“We have one standard, which is, I don’t care whether you’re upset about an election, upset about our criminal justice system, whatever it is you’re upset about, there is a right way and a wrong way to express what you’re upset about in this country, and violence, violence against law enforcement, destruction of property, is not it,” he said during an address at the Ronald Reagan Presidential Library.
Republicans have pointed out that Jan. 6 protesters involved in the riot are facing harsh prison sentences while the rioters who destroyed federal property in Portland, Seattle and other places faced few, if any, charges.
In one case, for example, the man who set fire to a Minneapolis pawnshop during the 2020 riots was not charged with murder, even though the fire killed a man, because federal prosecutors asked the judge to show him leniency.
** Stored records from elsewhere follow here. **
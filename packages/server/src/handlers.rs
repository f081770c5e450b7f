//! HTTP handler functions for the disaster dashboard API.

use std::fmt;

use actix_web::{HttpRequest, HttpResponse, error::InternalError, web};
use disaster_dash_analytics::{aggregate::filter_options, build_dashboard};
use disaster_dash_analytics_models::FilterParams;
use disaster_dash_disaster_models::DisasterType;
use disaster_dash_server_models::{ApiDisasterType, ApiError, ApiHealth, DashboardQueryParams};

use crate::AppState;

/// Turns an extractor failure into a `400` with an [`ApiError`] body.
pub fn bad_request<E>(err: E, _req: &HttpRequest) -> actix_web::Error
where
    E: fmt::Debug + fmt::Display + 'static,
{
    log::debug!("Rejected request: {err}");
    let body = ApiError {
        error: err.to_string(),
    };
    InternalError::from_response(err, HttpResponse::BadRequest().json(body)).into()
}

/// `GET /api/health`
pub async fn health(state: web::Data<AppState>) -> HttpResponse {
    HttpResponse::Ok().json(ApiHealth {
        healthy: true,
        version: env!("CARGO_PKG_VERSION").to_string(),
        records: state.dataset.len(),
    })
}

/// `GET /api/types`
///
/// Returns every disaster type with its numeric code.
pub async fn types() -> HttpResponse {
    let types: Vec<ApiDisasterType> = DisasterType::all()
        .iter()
        .copied()
        .map(ApiDisasterType::from)
        .collect();

    HttpResponse::Ok().json(types)
}

/// `GET /api/options`
///
/// Lists the regions, types, and year bounds present in the dataset.
pub async fn options(state: web::Data<AppState>) -> HttpResponse {
    HttpResponse::Ok().json(filter_options(&state.dataset.view()))
}

fn render(state: &AppState, params: &FilterParams) -> HttpResponse {
    let response = build_dashboard(&state.dataset, params, &state.layers);
    log::debug!("Dashboard request matched {} records", response.record_count);
    HttpResponse::Ok().json(response)
}

/// `GET /api/dashboard`
///
/// Builds the dashboard for filters given as query parameters.
pub async fn dashboard_query(
    state: web::Data<AppState>,
    params: web::Query<DashboardQueryParams>,
) -> HttpResponse {
    render(&state, &params.into_inner().into_filter_params())
}

/// `POST /api/dashboard`
///
/// Builds the dashboard for filters given as a JSON body.
pub async fn dashboard_body(
    state: web::Data<AppState>,
    params: web::Json<FilterParams>,
) -> HttpResponse {
    render(&state, &params)
}
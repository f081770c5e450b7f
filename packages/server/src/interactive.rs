//! Interactive mode for the server.
//!
//! Prompts for the bind address and port before starting the server.

use std::sync::Arc;

use dialoguer::{Confirm, Input};
use disaster_dash_dataset::models::Dataset;

use crate::bind_from_env;

/// Runs the server in interactive mode, prompting for configuration.
///
/// Asks for a bind address and port, defaulting to `BIND_ADDR` and `PORT`,
/// and delegates to [`super::run_server_on`].
///
/// # Errors
///
/// Returns an `std::io::Result` error if the underlying server fails to
/// start.
#[allow(clippy::future_not_send)]
pub async fn run(dataset: Arc<Dataset>) -> std::io::Result<()> {
    println!("Disaster Dashboard Server ({} records)", dataset.len());
    println!();

    let (default_addr, default_port) = bind_from_env();

    let bind_addr: String = Input::new()
        .with_prompt("Bind address")
        .default(default_addr.clone())
        .interact_text()
        .unwrap_or(default_addr);

    let port: u16 = Input::new()
        .with_prompt("Port")
        .default(default_port)
        .interact_text()
        .unwrap_or(default_port);

    if !Confirm::new()
        .with_prompt(format!("Start server on {bind_addr}:{port}?"))
        .default(true)
        .interact()
        .unwrap_or(true)
    {
        println!("Cancelled.");
        return Ok(());
    }

    super::run_server_on(dataset, bind_addr, port).await
}
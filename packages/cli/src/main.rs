#![cfg_attr(feature = "fail-on-warnings", deny(warnings))]
#![warn(clippy::all, clippy::pedantic, clippy::nursery, clippy::cargo)]
#![allow(clippy::multiple_crate_versions, clippy::cargo_common_metadata)]

//! Command-line entry point for the disaster dashboard.
//!
//! Loads the cleaned event table once (prompting for another path when it
//! can't be read), then serves the API, prints a dashboard summary, or
//! lists the disaster types. With no subcommand an interactive menu is
//! shown.
//!
//! Uses `indicatif-log-bridge` (via [`disaster_dash_cli_utils::init_logger`])
//! so log lines and the load progress bar share the terminal cleanly.

mod summary;

use std::path::{Path, PathBuf};
use std::sync::Arc;

use clap::{Parser, Subcommand};
use dialoguer::Select;
use disaster_dash_cli_utils::{IndicatifProgress, MultiProgress};
use disaster_dash_dataset::{
    interactive::{TerminalPrompt, load_with_retry},
    models::Dataset,
    resolve_dataset_path,
};
use disaster_dash_disaster_models::DisasterType;
use summary::{FilterArgs, print_summary, prompt_filters};

#[derive(Parser)]
#[command(name = "disaster_dash", about = "Disaster dashboard toolchain")]
struct Cli {
    /// Path to the cleaned dataset CSV
    #[arg(long, global = true, env = "DISASTER_DASH_DATASET")]
    dataset: Option<PathBuf>,

    #[command(subcommand)]
    command: Option<Commands>,
}

#[derive(Subcommand)]
enum Commands {
    /// Start the API server
    Serve {
        /// Address to bind (overrides `BIND_ADDR`)
        #[arg(long)]
        bind: Option<String>,
        /// Port to listen on (overrides `PORT`)
        #[arg(long)]
        port: Option<u16>,
    },
    /// Print the dashboard for a filter selection as JSON
    Summary {
        #[command(flatten)]
        filters: FilterArgs,
        /// Pretty-print the JSON output
        #[arg(long)]
        pretty: bool,
    },
    /// List the disaster types and their codes
    Types,
}

/// Entries of the interactive menu.
enum Tool {
    Server,
    Summary,
    Types,
}

impl Tool {
    const ALL: &[Self] = &[Self::Server, Self::Summary, Self::Types];

    #[must_use]
    const fn label(&self) -> &'static str {
        match self {
            Self::Server => "Start server",
            Self::Summary => "Print dashboard summary",
            Self::Types => "List disaster types",
        }
    }
}

fn load(
    explicit: Option<&Path>,
    multi: &MultiProgress,
) -> Result<Dataset, Box<dyn std::error::Error>> {
    let path = resolve_dataset_path(explicit);
    let progress = IndicatifProgress::bytes_bar(multi, "Loading dataset");
    Ok(load_with_retry(&path, &mut TerminalPrompt, &progress)?)
}

fn print_types() {
    println!("{:<6} NAME", "CODE");
    println!("{}", "-".repeat(30));
    for kind in DisasterType::all() {
        println!("{:<6} {kind}", kind.code());
    }
}

async fn serve(
    dataset: Dataset,
    bind: Option<String>,
    port: Option<u16>,
) -> Result<(), Box<dyn std::error::Error>> {
    let dataset = Arc::new(dataset);
    let (env_bind, env_port) = disaster_dash_server::bind_from_env();
    let bind = bind.unwrap_or(env_bind);
    let port = port.unwrap_or(env_port);

    // The server uses actix-web's runtime, so it runs in a blocking task to
    // avoid nesting tokio runtimes.
    tokio::task::spawn_blocking(move || {
        actix_web::rt::System::new()
            .block_on(disaster_dash_server::run_server_on(dataset, bind, port))
    })
    .await??;

    Ok(())
}

async fn menu(dataset: Dataset) -> Result<(), Box<dyn std::error::Error>> {
    println!("Disaster Dashboard ({} records)", dataset.len());
    println!();

    let labels: Vec<&str> = Tool::ALL.iter().map(Tool::label).collect();

    let idx = Select::new()
        .with_prompt("What would you like to do?")
        .items(&labels)
        .default(0)
        .interact()?;

    match Tool::ALL[idx] {
        Tool::Server => {
            let dataset = Arc::new(dataset);
            tokio::task::spawn_blocking(move || {
                actix_web::rt::System::new()
                    .block_on(disaster_dash_server::interactive::run(dataset))
            })
            .await??;
        }
        Tool::Summary => print_summary(&dataset, prompt_filters(), true)?,
        Tool::Types => print_types(),
    }

    Ok(())
}

#[tokio::main]
async fn main() -> Result<(), Box<dyn std::error::Error>> {
    let multi = disaster_dash_cli_utils::init_logger();
    let cli = Cli::parse();

    if matches!(cli.command, Some(Commands::Types)) {
        print_types();
        return Ok(());
    }

    let dataset = load(cli.dataset.as_deref(), &multi)?;

    match cli.command {
        None => menu(dataset).await?,
        Some(Commands::Serve { bind, port }) => serve(dataset, bind, port).await?,
        Some(Commands::Summary { filters, pretty }) => print_summary(&dataset, filters, pretty)?,
        Some(Commands::Types) => print_types(),
    }

    Ok(())
}
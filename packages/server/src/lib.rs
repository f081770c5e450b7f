#![cfg_attr(feature = "fail-on-warnings", deny(warnings))]
#![warn(clippy::all, clippy::pedantic, clippy::nursery, clippy::cargo)]
#![allow(clippy::multiple_crate_versions, clippy::cargo_common_metadata)]

//! Actix-Web API server for the disaster dashboard.
//!
//! The dataset is loaded once by the caller and shared read-only between
//! workers. Every dashboard request is an independent pass through the
//! analytics pipeline over that shared table.

mod handlers;
pub mod interactive;

use std::sync::Arc;

use actix_cors::Cors;
use actix_web::{App, HttpServer, error, middleware, web};
use disaster_dash_analytics::{AnalyticsError, registry};
use disaster_dash_analytics_models::LayerDefinition;
use disaster_dash_dataset::models::Dataset;

/// Default bind address when `BIND_ADDR` is unset.
pub const DEFAULT_BIND_ADDR: &str = "127.0.0.1";

/// Default port when `PORT` is unset or invalid.
pub const DEFAULT_PORT: u16 = 8080;

/// Shared application state.
pub struct AppState {
    /// The loaded event table.
    pub dataset: Arc<Dataset>,
    /// Map layer definitions from the registry.
    pub layers: Arc<Vec<LayerDefinition>>,
}

impl AppState {
    /// Builds the state around a loaded dataset and the registered layers.
    ///
    /// # Errors
    ///
    /// Returns an [`AnalyticsError`] if a layer definition is invalid.
    pub fn new(dataset: Arc<Dataset>) -> Result<Self, AnalyticsError> {
        Ok(Self {
            dataset,
            layers: Arc::new(registry::all_layers()?),
        })
    }
}

/// Registers the `/api` routes.
///
/// Malformed query strings and JSON bodies are answered with a `400` and an
/// [`ApiError`](disaster_dash_server_models::ApiError) body.
pub fn configure_api(cfg: &mut web::ServiceConfig) {
    cfg.service(
        web::scope("/api")
            .app_data(
                web::JsonConfig::default()
                    .error_handler(handlers::bad_request::<error::JsonPayloadError>),
            )
            .app_data(
                web::QueryConfig::default()
                    .error_handler(handlers::bad_request::<error::QueryPayloadError>),
            )
            .route("/health", web::get().to(handlers::health))
            .route("/types", web::get().to(handlers::types))
            .route("/options", web::get().to(handlers::options))
            .route("/dashboard", web::get().to(handlers::dashboard_query))
            .route("/dashboard", web::post().to(handlers::dashboard_body)),
    );
}

/// Reads `BIND_ADDR` and `PORT` from the environment.
#[must_use]
pub fn bind_from_env() -> (String, u16) {
    let bind_addr = std::env::var("BIND_ADDR").unwrap_or_else(|_| DEFAULT_BIND_ADDR.to_string());
    let port: u16 = std::env::var("PORT")
        .ok()
        .and_then(|p| p.parse().ok())
        .unwrap_or(DEFAULT_PORT);
    (bind_addr, port)
}

/// Starts the dashboard API server on the address from `BIND_ADDR` and
/// `PORT`.
///
/// # Errors
///
/// See [`run_server_on`].
#[allow(clippy::future_not_send)]
pub async fn run_server(dataset: Arc<Dataset>) -> std::io::Result<()> {
    let (bind_addr, port) = bind_from_env();
    run_server_on(dataset, bind_addr, port).await
}

/// Starts the dashboard API server over an already-loaded dataset.
///
/// This is a regular async function; the caller provides the runtime (e.g.
/// via `#[actix_web::main]`) and initializes logging.
///
/// # Errors
///
/// Returns an `std::io::Result` error if a layer definition is invalid, or
/// if the HTTP server fails to bind or encounters a runtime error.
#[allow(clippy::future_not_send)]
pub async fn run_server_on(
    dataset: Arc<Dataset>,
    bind_addr: String,
    port: u16,
) -> std::io::Result<()> {
    let state = web::Data::new(AppState::new(dataset).map_err(std::io::Error::other)?);

    log::info!(
        "Serving {} records with {} map layers",
        state.dataset.len(),
        state.layers.len()
    );

    log::info!("Starting server on {bind_addr}:{port}");

    HttpServer::new(move || {
        let cors = Cors::permissive();

        App::new()
            .wrap(cors)
            .wrap(middleware::Logger::default())
            .app_data(state.clone())
            .configure(configure_api)
    })
    .bind((bind_addr, port))?
    .run()
    .await
}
Montez Terriel Lee was only charged with arson.
Wray, however, claimed hundreds of arrests were made in both cases by the FBI’s Joint Terrorism Task Forces, before admitting that he does see the Capitol protests and summer 2020 riots differently.
“In the Jan. 6 instance, it happened in broad daylight and has been photographed extensively — people’s faces eminently visible — and involved the unmistakable breach and entry into the Congress when they were in the middle of conducting one of their most sacred responsibilities,” he explained.
That’s different “from a lot of what we saw over the summer,” Wray continued, which happened “under cover of darkness, with people’s faces concealed, often attacking buildings that might not be federal property – in some cases the courthouse, but not while people were in operation.
“And so the federal hook, the federal jurisdiction, is sometimes a little different, and the ability to prove it is more challenging,” he added.